Setting a time limit (optional)¶

By default, the EESSI_Mixin class sets a time limit for jobs of 1 hour. You can overwrite this in your child class:

time_limit = '5m00s'

For the appropriate string formatting, please check the ReFrame documentation on time_limit. We already had this in the non-portable version of our mpi4py test and will keep it in the portable version: since this is a very quick test, specifying a lower time limit will help in getting the jobs scheduled more quickly.

Note that for the test to be portable, the time limit should be set such that it is sufficient regardless of node architecture and scale. It is pretty hard to guarantee this with a single, fixed time limit, without knowing upfront what architecture the test will be run on, and thus how many tasks will be launched. For strong scaling tests, you might want a higher time limit for low task counts, whereas for weak scaling tests you might want a higher time limit for higher task counts. To do so, you can consider setting the time limit after setup, and making it dependent on the task count.
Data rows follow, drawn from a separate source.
//! The dispatch bus the recorder plugs into.
//!
//! The recorder never depends on a concrete bus. It needs two capabilities:
//!
//! - **`DispatchBus`**: dispatch a pair, subscribe a handler, unsubscribe it
//! - **`ActionRegistry`**: translate an action handle to a stable text key and back
//!
//! `Dispatcher` and `SymbolRegistry` are a ready-made in-memory pair
//! implementing both.

mod error;
pub mod memory;
pub mod registry;

pub use error::{BusError, RegistryError};
pub use memory::Dispatcher;
pub use registry::{Symbol, SymbolRegistry};

use crate::core::{Event, SubscriptionId};
use serde_json::Value;
use std::fmt::Debug;
use std::sync::Arc;

/// Callback invoked synchronously for every dispatched event.
pub type Handler<A> = Arc<dyn Fn(&Event<A>) -> Result<(), BusError> + Send + Sync>;

/// Two-way mapping between action handles and stable text keys.
pub trait ActionRegistry: Send + Sync {
    type Action;

    /// Resolve `key` to its handle, registering it if absent.
    ///
    /// Fails only when the registry refuses new registrations.
    fn lookup(&self, key: &str) -> Result<Self::Action, RegistryError>;

    /// Key under which `action` is registered, or `None` for local handles.
    fn key_of(&self, action: &Self::Action) -> Option<String>;
}

/// Publish/subscribe bus broadcasting `(action, data)` pairs.
///
/// # Example
///
/// ```rust
/// use dispatch_recorder::bus::{Dispatcher, DispatchBus, Symbol};
/// use dispatch_recorder::core::Event;
/// use serde_json::json;
/// use std::sync::{Arc, Mutex};
///
/// let bus = Dispatcher::new();
/// let seen = Arc::new(Mutex::new(Vec::new()));
///
/// let sink = Arc::clone(&seen);
/// let id = bus.subscribe(Arc::new(move |event: &Event<Symbol>| {
///     sink.lock().unwrap().push(event.data.clone());
///     Ok(())
/// }));
///
/// let inc = bus.symbol_for("inc").unwrap();
/// bus.dispatch(inc, json!(1)).unwrap();
/// assert!(bus.unsubscribe(id));
///
/// assert_eq!(*seen.lock().unwrap(), vec![json!(1)]);
/// ```
pub trait DispatchBus: Send + Sync + 'static {
    type Action: Clone + PartialEq + Debug + Send + Sync + 'static;
    type Registry: ActionRegistry<Action = Self::Action>;

    /// Deliver a pair to every current subscriber, in subscription order.
    fn dispatch(&self, action: Self::Action, data: Value) -> Result<(), BusError>;

    fn subscribe(&self, handler: Handler<Self::Action>) -> SubscriptionId;

    /// Remove a subscription. Returns `false` if the id was unknown.
    fn unsubscribe(&self, id: SubscriptionId) -> bool;

    fn registry(&self) -> &Self::Registry;
}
Suppose we have a weak scaling test that takes 5 minutes with a single task, and 60 minutes with 10k tasks. We can set a time limit based on linear interpolation between those task counts:

@run_after('setup')
def set_time_limit(self):
    # linearly interpolate between the single and 10k task count
    minutes = 5 + self.num_tasks * ((60-5) / 10000)
    self.time_limit = f'{minutes}m00s'

Note that this is typically an overestimate of how long the test will take for intermediate task counts, but that's ok: we'd rather overestimate than underestimate the runtime.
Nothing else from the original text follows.